Feds Approve Change in Arizona Tribe’s Compact

The Tohono O’odham Nation’s tribal state gaming compact with Arizona has been approved by the U.S. Department of the Interior. That pulls the last roadblock to opening a Class III casino in Glendale, in the Phoenix Valley. The tribe plans to add on to the existing Class II Desert Diamond casino (l.).

The federal Department of the Interior has giving its blessings to changes in the tribal state gaming compact that were agreed to by Arizona Governor Doug Ducey and the state’s gaming tribes, most particularly the Tohono O’odham Nation. The nation now has the go ahead to build a Class III casino near Glendale, a suburb of Phoenix.

All Class III gaming compacts require the assent of the Bureau of Indian Affairs, which is part of the Interior Department.

It already has a Class II casino there, a mile from the University of Phoenix Stadium, the $400 million Desert Diamond Casino, that opened about 19 months ago, but which wasn’t nearly the kind of casino resort the tribe has worked for over the years. Arizona and other gaming tribes in the state fought the Tohonos’ efforts to build in the Phoenix Valley, something both the rival tribes and the state claimed it had promised not to do in 2002 when the state’s voters first legalized Las Vegas style gaming in the Grand Canyon state.

The final legal battle ended a few months ago when Ducey agreed to certify the tribe’s Class III permits, something the state had been able to successfully hold up. In return, the nation dropped its lawsuit in U.S. District Court against the state and agreed to limit itself to the one casino it has in Maricopa County—at least until 2041 when the new compacts expire.

The tribe will build a new, expanded casino near the current site, which will transition into a warehouse. The new casino resort, which will be about 1 million square feet total, will house the Class III slots and table games once the building is completed in 2019. The won’t be added before then because the existing building doesn’t have the space. They will replace the 1,089 Class II machines that are essentially electronically linked bingo-based games.

The next casino is expected to be 75,000 SF larger than the original and could also have 50 table games, 25 poker tables and a bingo hall with seating for 1,000. Five restaurants will probably be added, as well, and several retail stores. A hotel with a spa and 600 rooms and a 3-acre atrium, convention and retail space are also part of the plans.

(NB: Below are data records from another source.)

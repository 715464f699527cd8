use reqwest::StatusCode;
use thiserror::Error;

use super::fetch::retryable_status;

/// Failure while posting series to the ingestion API.
#[derive(Debug, Error)]
pub enum SubmitError {
    #[error("Failed to encode payload: {source}")]
    Encode {
        #[source]
        source: serde_json::Error,
    },
    #[error("Failed to compress payload: {source}")]
    Compress {
        #[source]
        source: std::io::Error,
    },
    #[error("Submission to {endpoint} failed: {source}")]
    Request {
        endpoint: String,
        #[source]
        source: reqwest::Error,
    },
    #[error("Submission to {endpoint} returned HTTP {status}: {body}")]
    Status {
        endpoint: String,
        status: StatusCode,
        body: String,
    },
    #[error("Failed to decode intake response from {endpoint}: {source}")]
    Decode {
        endpoint: String,
        #[source]
        source: serde_json::Error,
    },
}

impl SubmitError {
    #[must_use]
    pub fn is_retryable(&self) -> bool {
        match self {
            SubmitError::Request { .. } => true,
            SubmitError::Status { status, .. } => retryable_status(*status),
            SubmitError::Encode { .. } | SubmitError::Compress { .. } | SubmitError::Decode { .. } => {
                false
            }
        }
    }
}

The tribe got the $30 million to buy the land in Glendale from a federal land settlement that was awarded by Congress in the 1980s to compensate the tribe, whose 10,000-acre reservation was inundated by a federal dam project.

Under the terms of that settlement the tribe was able to buy land in Maricopa, Pinal, and Pima counties. Opponents of the tribe claim that during the 2002 campaign to legalize Indian gaming in Arizona they promised not to try to build a casino near the Phoenix metro area—but then almost immediately secretly began looking for land in that area. In 2009, they asked to put the land into trust—an action that led to a flurry of legal challenges over the intervening eight years. Federal courts held that, no matter what assurances the tribe had given in private or public, the compact didn’t prevent it from building in Glendale.

The tribe operates three other Desert Diamond casinos in Arizona, including two with Las Vegas style slots and table games.

The tribe was able to defeat all comers in the courts about a dozen times— up until the last court battle with Ducey—which ended with the settlement.